State how many lines in the records hold the word "seen", giving the number and no other text.

Collection entries:
==================================================

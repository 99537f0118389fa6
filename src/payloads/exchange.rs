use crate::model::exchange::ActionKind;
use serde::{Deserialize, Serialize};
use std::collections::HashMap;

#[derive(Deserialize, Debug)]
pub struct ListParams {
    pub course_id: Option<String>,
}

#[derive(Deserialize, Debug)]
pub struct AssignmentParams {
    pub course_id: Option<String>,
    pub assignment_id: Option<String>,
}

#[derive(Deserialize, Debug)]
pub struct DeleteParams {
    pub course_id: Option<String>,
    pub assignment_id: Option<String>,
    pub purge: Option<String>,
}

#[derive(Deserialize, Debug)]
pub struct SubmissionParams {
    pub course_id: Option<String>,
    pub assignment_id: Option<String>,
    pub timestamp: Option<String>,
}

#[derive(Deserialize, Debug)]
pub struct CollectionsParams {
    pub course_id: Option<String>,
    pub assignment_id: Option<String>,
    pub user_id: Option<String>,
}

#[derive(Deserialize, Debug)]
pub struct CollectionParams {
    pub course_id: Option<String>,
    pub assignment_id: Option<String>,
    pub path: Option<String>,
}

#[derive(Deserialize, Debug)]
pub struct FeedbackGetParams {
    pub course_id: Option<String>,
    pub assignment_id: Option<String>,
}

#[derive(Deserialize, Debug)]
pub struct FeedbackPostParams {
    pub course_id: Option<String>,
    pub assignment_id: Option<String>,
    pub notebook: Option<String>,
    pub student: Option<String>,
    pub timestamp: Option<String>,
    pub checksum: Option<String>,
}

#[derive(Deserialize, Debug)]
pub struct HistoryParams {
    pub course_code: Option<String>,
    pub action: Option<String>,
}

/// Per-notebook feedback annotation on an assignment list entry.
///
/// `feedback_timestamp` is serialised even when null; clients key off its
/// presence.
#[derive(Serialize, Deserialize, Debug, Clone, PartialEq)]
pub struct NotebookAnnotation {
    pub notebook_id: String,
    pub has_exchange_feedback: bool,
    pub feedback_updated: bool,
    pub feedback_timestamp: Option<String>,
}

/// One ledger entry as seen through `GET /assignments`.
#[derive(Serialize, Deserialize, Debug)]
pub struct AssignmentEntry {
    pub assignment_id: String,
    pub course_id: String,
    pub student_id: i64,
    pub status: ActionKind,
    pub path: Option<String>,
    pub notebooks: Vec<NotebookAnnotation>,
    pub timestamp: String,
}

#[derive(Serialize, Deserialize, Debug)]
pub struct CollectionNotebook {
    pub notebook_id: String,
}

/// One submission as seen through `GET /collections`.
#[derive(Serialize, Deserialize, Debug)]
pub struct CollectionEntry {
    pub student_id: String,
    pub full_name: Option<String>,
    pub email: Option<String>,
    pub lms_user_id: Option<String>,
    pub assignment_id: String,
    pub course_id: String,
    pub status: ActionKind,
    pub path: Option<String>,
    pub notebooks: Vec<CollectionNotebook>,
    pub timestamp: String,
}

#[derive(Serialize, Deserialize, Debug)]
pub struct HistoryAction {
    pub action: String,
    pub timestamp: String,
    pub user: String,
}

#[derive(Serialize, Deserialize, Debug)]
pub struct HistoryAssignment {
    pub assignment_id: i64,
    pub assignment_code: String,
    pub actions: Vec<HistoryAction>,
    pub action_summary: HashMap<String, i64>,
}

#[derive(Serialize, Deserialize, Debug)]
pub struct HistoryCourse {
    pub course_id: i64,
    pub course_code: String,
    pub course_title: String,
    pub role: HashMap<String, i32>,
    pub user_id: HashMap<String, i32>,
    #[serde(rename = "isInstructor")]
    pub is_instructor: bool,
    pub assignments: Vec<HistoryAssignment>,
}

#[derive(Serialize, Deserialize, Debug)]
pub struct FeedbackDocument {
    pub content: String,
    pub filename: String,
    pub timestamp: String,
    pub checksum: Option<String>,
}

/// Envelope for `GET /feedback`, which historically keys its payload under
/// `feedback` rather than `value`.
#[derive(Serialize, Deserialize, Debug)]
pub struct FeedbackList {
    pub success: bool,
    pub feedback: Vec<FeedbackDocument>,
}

==================================================

Task answer: 2